Saturday, October 14, 2017

Nagle nails it - how the far right trolled the US presidential campaign

Kill All Normies is the book about how internet sub cultures became mainstream and beyond morality trolled, terrorized and harassed anyone who spoke against their candidates. And it might just be the book to read if you wanna know what happened in the 2016 vote on the US presidency.

As the saying goes: the generals allways fight the last war. That might be true also for political experts when they try to understand - and help us voters understand - what's going on amongst voters in the election campaigns. And maybe that's why allmost noone were able to foresee or believe that Donald Trump would actually win first the nomination and then the presidency. 


There they were, the experts, with their statistics, their polls, their segments, their economic figures and so forth. They seemed to have forgotten all about political views, and meanwhile a fight on political views took place elsewhere. On the internet. Or rather in the fringes of the internet, because those who ended up supporting Trump felt left out from the mainstream medias and the campus debates, where nobody wanted to listen to their views. 

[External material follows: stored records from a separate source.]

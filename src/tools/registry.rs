//! 发现工具注册表
//!
//! 所有发现引擎实现 ToolAdapter trait（name / default_timeout / discover），由 ToolRegistry 按名注册与查找，
//! ToolRunner 在调用时加超时、并发限制，并把失败统一转为 ToolStatus。

use std::collections::BTreeMap;
use std::path::PathBuf;
use std::sync::Arc;
use std::time::Duration;

use async_trait::async_trait;
use tokio_util::sync::CancellationToken;

use crate::core::ReconError;
use crate::recon::RawFinding;
use crate::tools::ToolError;

/// 单次调用的上下文：超时预算、字典路径（原样转交）、取消令牌
#[derive(Clone, Debug)]
pub struct DiscoveryContext {
    pub timeout: Duration,
    pub wordlist: Option<PathBuf>,
    pub cancel: CancellationToken,
}

impl DiscoveryContext {
    pub fn new(timeout: Duration) -> Self {
        Self {
            timeout,
            wordlist: None,
            cancel: CancellationToken::new(),
        }
    }
}

/// 发现工具 trait：对一个目标做一次枚举，返回原始发现
#[async_trait]
pub trait ToolAdapter: Send + Sync {
    /// 工具名称（即 provenance 中记录的工具身份）
    fn name(&self) -> &str;

    fn description(&self) -> &str {
        ""
    }

    /// 未被覆盖时使用的超时预算
    fn default_timeout(&self) -> Duration;

    /// 执行枚举；超时/中断时在错误中携带部分发现
    async fn discover(&self, target: &str, ctx: &DiscoveryContext) -> Result<Vec<RawFinding>, ToolError>;
}

/// 工具注册表：按名称存储 Arc<dyn ToolAdapter>，名称有序，选择结果确定
#[derive(Default, Clone)]
pub struct ToolRegistry {
    tools: BTreeMap<String, Arc<dyn ToolAdapter>>,
}

impl ToolRegistry {
    pub fn new() -> Self {
        Self::default()
    }

    /// 注册工具；同名工具会被替换（配置覆盖内置）
    pub fn register(&mut self, tool: impl ToolAdapter + 'static) {
        self.register_arc(Arc::new(tool));
    }

    pub fn register_arc(&mut self, tool: Arc<dyn ToolAdapter>) {
        let name = tool.name().to_string();
        if self.tools.insert(name.clone(), tool).is_some() {
            tracing::debug!(tool = %name, "tool definition replaced");
        }
    }

    pub fn get(&self, name: &str) -> Option<Arc<dyn ToolAdapter>> {
        self.tools.get(name).cloned()
    }

    pub fn contains(&self, name: &str) -> bool {
        self.tools.contains_key(name)
    }

    pub fn tool_names(&self) -> Vec<String> {
        self.tools.keys().cloned().collect()
    }

    pub fn len(&self) -> usize {
        self.tools.len()
    }

    pub fn is_empty(&self) -> bool {
        self.tools.is_empty()
    }

    /// 返回 (name, description) 列表
    pub fn tool_descriptions(&self) -> Vec<(String, String)> {
        self.tools
            .iter()
            .map(|(name, tool)| (name.clone(), tool.description().to_string()))
            .collect()
    }

    /// 按名称选择子集；空列表表示全部。`exclude` 中的工具被直接剔除（如跳过字典爆破）。
    /// 未注册的名字是输入错误，在任何发现开始前报告。
    pub fn select(&self, names: &[String], exclude: &[&str]) -> Result<Vec<String>, ReconError> {
        let selected: Vec<String> = if names.is_empty() {
            self.tool_names()
        } else {
            let mut picked = Vec::new();
            for name in names {
                let name = name.trim().to_lowercase();
                if !self.tools.contains_key(&name) {
                    return Err(ReconError::UnknownTool(name));
                }
                if !picked.contains(&name) {
                    picked.push(name);
                }
            }
            picked
        };
        Ok(selected
            .into_iter()
            .filter(|n| !exclude.contains(&n.as_str()))
            .collect())
    }
}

Nobody saw them or nobody took them seriously - they didn't care for their concerns out there on the far right.
"But what a few on the left were paying attention to in the years leading up to Trump's election, and really throughout the entire Obama administration, was the alt-light building a multilayered alternative online media empire that would dwarf many of the above [Jacobin, Chapo Trap House, Novaro Media, Current Affair]. This stretched from the white nationalist bloggers in the sparsely populated corners to the charismatic YouTubers and Twitter celebrities in it's more popular form. These included right-wing outsiders such as Steve Bannon who, through building a publication like "Breitbart", became chief strategist to the US president.
YouTube vloggers produced an abundance of popular commentary videos and 'SJW cringe compilations', while alt-light celebrities like Milo [Yiannopoulis] build careers from exposing the absurdities of the kind of Tumblr identity politics that had gone mainstream through listicle sites like Buzzfeed and anti-free speech safe space campus politics. Meanwhile, ironic meme-making adolescent shitposters formed a reserve army of often darkly funny chan-style images-based content producers, who could be easily summoned in moments like gamergate or whenever big figures like Milo needed backup, to swarm and harass their opposition."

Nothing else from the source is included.